History Department
History Department

Andrew Akhlaghi

Andrew Akhlaghi



Social history, digital humanities


Andrew is a PhD student and specializes in Iranian history and digital humanities. He is the Coordinator of the UT History Department's Digital History Lab and has supervised undergraduate research projects in digital humanities and public history. His research focuses on Iran 1941-1953 and natural language processing.


HIS 366N • History And Data Tools

38300 • Fall 2020
Meets MWF 12:00PM-1:00PM PAR 301

While humans have tried to quantify and mathematically model the world since the start of the Enlightenment, this project has exploded with the expansion of the Internet and computing power. The ability to gather, share, and process data has progressed to a previously unimaginable scale. Our task in this course is to learn how life is quantified and how that effects research and human society. We will do this primarily through digital methods for historical research, although all the methods discussed have applications outside of history. This class will not make you an expert in any given technique, but will give you a sampling and discussion of popular techniques in the digital humanities.
The core of this class will be weekly writing and coding assignments. At the beginning of each week, you will post a response to the week’s readings on Canvas and your solution to a coding tutorial on the class GitHub page. For your final assignment, you will design and complete a small research project using one of the techniques and archives discussed in class.
This class moves quickly, but if you keep up with the weekly assignment you will do well. If you encounter a problem you cannot reasonably resolve on your own, please come to office hours. If you would just like to chat, also come to office hours.

Required Books:
Stephen Ramsay, Reading Machines: Towards and Algorithmic Criticism (Chicago: University of Illinois Press, 2011)
Cathy O’Neil, Weapons of Math Destruction (New York: Crown, 2016)
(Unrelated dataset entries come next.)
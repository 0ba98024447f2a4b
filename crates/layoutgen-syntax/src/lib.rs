//! TypeScript syntax model for generated modules.
//!
//! `layoutgen-syntax` holds the statement/expression/type nodes that code
//! generators assemble, the printer that turns them into TypeScript text, and
//! a tree-sitter reader that looks values up in user-authored config files.
//!
//! # Architecture
//!
//! ```text
//! Builders (typegen)        IR                Output
//! ──────────────────    ─────────────    ──────────────────
//! schema module     ─┐                ┌─> TypeScript text
//! client module     ─┼─> Document ────┘   (banner + body)
//! index module      ─┘    (ir.rs)
//!
//! fmschema.config.ts ──> input::typescript ──> Expr (token store)
//! ```
//!
//! # Example
//!
//! ```
//! use layoutgen_syntax::{Document, Expr, Stmt, TypeScriptWriter};
//!
//! let doc = Document::new(vec![Stmt::export_const(
//!     "ZUser",
//!     Expr::method(Expr::ident("z"), "string", vec![]),
//! )]);
//! assert_eq!(TypeScriptWriter::emit(&doc), "export const ZUser = z.string();\n");
//! ```

pub mod ir;
pub mod traits;

pub mod input;
pub mod output;

// Re-exports: IR types
pub use ir::{Document, ExportSpecifier, Expr, Literal, Stmt, Type};

// Re-exports: Traits
pub use traits::{ReadError, Writer};

// Re-exports: Built-in reader
#[cfg(feature = "read-typescript")]
pub use input::{read_token_store, reflect_token_store};

// Re-exports: Built-in writer
pub use output::{GENERATED_BANNER, TYPESCRIPT_WRITER, TypeScriptWriter, TypeScriptWriterImpl};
Weekly Writing Responses: 20%
Weekly Coding Assignments: 20%
Project Proposal: 10%
Final Write up and visualization: 25%
Final code: 20%

While class attendance does not factor into your grade, it is almost a certainty that you will not do well in this course if you do not attend class. Further, I will still take attendance and track class participation. Your attendance and contributions to the class will factor into my decision to grant extensions and accept late assignments. Generally speaking, you should not miss more than two classes.